■ **Prompt**: The only thing to report is how many lines of the data contain the word "ObjectNotFound".

- - -

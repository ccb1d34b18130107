// Copyright 2022 VMware, Inc.
// SPDX-License-Identifier: MIT
use k8s_openapi::api::networking::v1::Ingress;
use tracing::*;

use crate::annotations::*;
use crate::botblocker_types::IngressConfig;
use crate::config::OperatorEnv;
use crate::reconciler::{ReconcileOutcome, Reconciler};
use crate::snippet::{build_nginx_config, update_server_snippet, MergeError};
use crate::store::{ObjectKey, StoreError, StoreRequest, StoreResponse};
use crate::Error;

/// Keeps one Ingress in sync with the IngressConfig it references.
pub struct TargetReconciler {
    env: OperatorEnv,
}

#[derive(Debug, Clone, PartialEq)]
pub enum TargetReconcileStep {
    Init,
    AfterGetTarget,
    AfterGetConfig,
    AfterUpdateTarget,
    Done(ReconcileOutcome),
    Error(Error),
}

#[derive(Debug, Clone)]
pub struct TargetReconcileState {
    pub reconcile_step: TargetReconcileStep,
    pub ingress: Option<Ingress>,
}

impl TargetReconciler {
    pub fn new(env: &OperatorEnv) -> Self {
        TargetReconciler { env: env.clone() }
    }
}

impl Reconciler for TargetReconciler {
    type T = TargetReconcileState;

    const KIND: &'static str = "Ingress";

    fn reconcile_init_state(&self) -> TargetReconcileState {
        TargetReconcileState {
            reconcile_step: TargetReconcileStep::Init,
            ingress: None,
        }
    }

    fn reconcile_core(
        &self,
        key: &ObjectKey,
        resp_o: Option<StoreResponse>,
        state: TargetReconcileState,
    ) -> (TargetReconcileState, Option<StoreRequest>) {
        match &state.reconcile_step {
            TargetReconcileStep::Init => {
                if !self.env.manages_namespace(&key.namespace) {
                    debug!(ingress = %key, "Ingress outside the operator namespace; ignoring");
                    return (done_state(state, ReconcileOutcome::Done), None);
                }
                let state_prime = TargetReconcileState {
                    reconcile_step: TargetReconcileStep::AfterGetTarget,
                    ..state
                };
                (state_prime, Some(StoreRequest::GetTarget(key.clone())))
            }
            TargetReconcileStep::AfterGetTarget => match resp_o {
                Some(StoreResponse::GetTarget(Ok(ingress))) => self.reconcile_ingress(key, ingress, state),
                Some(StoreResponse::GetTarget(Err(StoreError::ObjectNotFound))) => {
                    info!(ingress = %key, "Ingress not found");
                    (done_state(state, ReconcileOutcome::Done), None)
                }
                Some(StoreResponse::GetTarget(Err(e))) => {
                    store_failed(state, format!("Ingress/{}", key), e)
                }
                _ => unexpected_response(state, "AfterGetTarget"),
            },
            TargetReconcileStep::AfterGetConfig => {
                let ingress = match state.ingress.clone() {
                    Some(ingress) => ingress,
                    None => return unexpected_response(state, "AfterGetConfig"),
                };
                let config_name = ingress_config_name(&ingress.metadata).unwrap_or_default().to_string();
                match resp_o {
                    Some(StoreResponse::GetConfig(Ok(config))) => attach(key, ingress, &config, state),
                    Some(StoreResponse::GetConfig(Err(StoreError::ObjectNotFound))) => {
                        info!(
                            ingress = %key,
                            ingress_config_name = %config_name,
                            "Specified IngressConfig not found in operator namespace; skipping update"
                        );
                        (done_state(state, ReconcileOutcome::Done), None)
                    }
                    Some(StoreResponse::GetConfig(Err(e))) => store_failed(
                        state,
                        format!("IngressConfig/{}/{}", self.env.operator_namespace, config_name),
                        e,
                    ),
                    _ => unexpected_response(state, "AfterGetConfig"),
                }
            }
            TargetReconcileStep::AfterUpdateTarget => match resp_o {
                Some(StoreResponse::UpdateTarget(Ok(_))) => {
                    info!(ingress = %key, "Ingress annotations updated successfully");
                    (done_state(state, ReconcileOutcome::Done), None)
                }
                Some(StoreResponse::UpdateTarget(Err(StoreError::ObjectNotFound))) => {
                    (done_state(state, ReconcileOutcome::Done), None)
                }
                Some(StoreResponse::UpdateTarget(Err(e))) => {
                    warn!(ingress = %key, error = %e, "Failed updating Ingress annotations");
                    store_failed(state, format!("Ingress/{}", key), e)
                }
                _ => unexpected_response(state, "AfterUpdateTarget"),
            },
            TargetReconcileStep::Done(_) | TargetReconcileStep::Error(_) => (state, None),
        }
    }

    fn reconcile_done(&self, state: &TargetReconcileState) -> Option<ReconcileOutcome> {
        match state.reconcile_step {
            TargetReconcileStep::Done(outcome) => Some(outcome),
            _ => None,
        }
    }

    fn reconcile_error(&self, state: &TargetReconcileState) -> Option<Error> {
        match &state.reconcile_step {
            TargetReconcileStep::Error(e) => Some(e.clone()),
            _ => None,
        }
    }
}

impl TargetReconciler {
    fn reconcile_ingress(
        &self,
        key: &ObjectKey,
        ingress: Ingress,
        state: TargetReconcileState,
    ) -> (TargetReconcileState, Option<StoreRequest>) {
        match ingress_config_name(&ingress.metadata) {
            Some(config_name) => {
                let config_key = ObjectKey::new(&self.env.operator_namespace, config_name);
                let state_prime = TargetReconcileState {
                    reconcile_step: TargetReconcileStep::AfterGetConfig,
                    ingress: Some(ingress),
                };
                (state_prime, Some(StoreRequest::GetConfig(config_key)))
            }
            // The Ingress opted out: clean up whatever the operator added before.
            None => match detach(&ingress) {
                Ok(Some(ingress_prime)) => {
                    info!(ingress = %key, "Started cleaning operation for Ingress");
                    update_target(state, ingress_prime)
                }
                Ok(None) => {
                    debug!(ingress = %key, "No changes detected; skipping update");
                    (done_state(state, ReconcileOutcome::Done), None)
                }
                Err(e) => merge_failed(state, key, e),
            },
        }
    }
}

fn attach(
    key: &ObjectKey,
    ingress: Ingress,
    config: &IngressConfig,
    state: TargetReconcileState,
) -> (TargetReconcileState, Option<StoreRequest>) {
    if config.is_being_deleted() {
        info!(ingress = %key, "Referenced IngressConfig is being deleted; skipping update");
        return (done_state(state, ReconcileOutcome::Done), None);
    }
    let spec_hash = config.spec_hash();
    if spec_hash.is_empty() {
        debug!(ingress = %key, "Referenced IngressConfig has no spec hash yet; skipping update");
        return (done_state(state, ReconcileOutcome::Done), None);
    }
    if local_spec_hash(&ingress.metadata) == Some(spec_hash) {
        debug!(ingress = %key, "Ingress already synchronized; skipping update");
        return (done_state(state, ReconcileOutcome::Done), None);
    }

    let desired = build_nginx_config(&config.spec.blocked_user_agents);
    let updated = match update_server_snippet(server_snippet(&ingress.metadata), &desired) {
        Ok(updated) => updated,
        Err(e) => return merge_failed(state, key, e),
    };
    let mut ingress_prime = ingress;
    let annotations = annotations_mut(&mut ingress_prime.metadata);
    set_server_snippet(annotations, updated);
    annotations.insert(
        INGRESS_CONFIG_SPEC_HASH_ANNOTATION.to_string(),
        spec_hash.to_string(),
    );
    update_target(state, ingress_prime)
}

/// Removes the operator block, the spec hash and the reference.
/// Returns `None` when the Ingress carries none of them.
pub fn detach(ingress: &Ingress) -> Result<Option<Ingress>, MergeError> {
    remove_operator_content(ingress, true)
}

/// Removes the operator block and the reference but keeps the spec hash, so
/// the Ingress' own reconcile still has to run to finish the detach.
pub fn strip_reference(ingress: &Ingress) -> Result<Option<Ingress>, MergeError> {
    remove_operator_content(ingress, false)
}

fn remove_operator_content(ingress: &Ingress, drop_spec_hash: bool) -> Result<Option<Ingress>, MergeError> {
    let annotations = match ingress.metadata.annotations.as_ref() {
        Some(annotations) => annotations,
        None => return Ok(None),
    };
    let mut annotations_prime = annotations.clone();
    if let Some(current) = annotations.get(INGRESS_SERVER_SNIPPET_ANNOTATION) {
        let cleaned = update_server_snippet(current, "")?;
        set_server_snippet(&mut annotations_prime, cleaned);
    }
    annotations_prime.remove(INGRESS_CONFIG_NAME_ANNOTATION);
    if drop_spec_hash {
        annotations_prime.remove(INGRESS_CONFIG_SPEC_HASH_ANNOTATION);
    }
    if &annotations_prime == annotations {
        return Ok(None);
    }
    let mut ingress_prime = ingress.clone();
    ingress_prime.metadata.annotations = Some(annotations_prime);
    Ok(Some(ingress_prime))
}

fn update_target(
    state: TargetReconcileState,
    ingress_prime: Ingress,
) -> (TargetReconcileState, Option<StoreRequest>) {
    let state_prime = TargetReconcileState {
        reconcile_step: TargetReconcileStep::AfterUpdateTarget,
        ingress: Some(ingress_prime.clone()),
    };
    (state_prime, Some(StoreRequest::UpdateTarget(ingress_prime)))
}

fn merge_failed(
    state: TargetReconcileState,
    key: &ObjectKey,
    e: MergeError,
) -> (TargetReconcileState, Option<StoreRequest>) {
    error!(ingress = %key, error = %e, "Failed to update server-snippet annotation");
    (error_state(state, Error::Merge(e)), None)
}

fn store_failed(
    state: TargetReconcileState,
    request: String,
    e: StoreError,
) -> (TargetReconcileState, Option<StoreRequest>) {
    (error_state(state, Error::StoreRequestFailed(request, e)), None)
}

fn unexpected_response(
    state: TargetReconcileState,
    step: &'static str,
) -> (TargetReconcileState, Option<StoreRequest>) {
    (error_state(state, Error::UnexpectedResponse(step)), None)
}

fn done_state(state: TargetReconcileState, outcome: ReconcileOutcome) -> TargetReconcileState {
    TargetReconcileState {
        reconcile_step: TargetReconcileStep::Done(outcome),
        ..state
    }
}

fn error_state(state: TargetReconcileState, e: Error) -> TargetReconcileState {
    TargetReconcileState {
        reconcile_step: TargetReconcileStep::Error(e),
        ..state
    }
}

- - -

■ **Answer to this task**: 3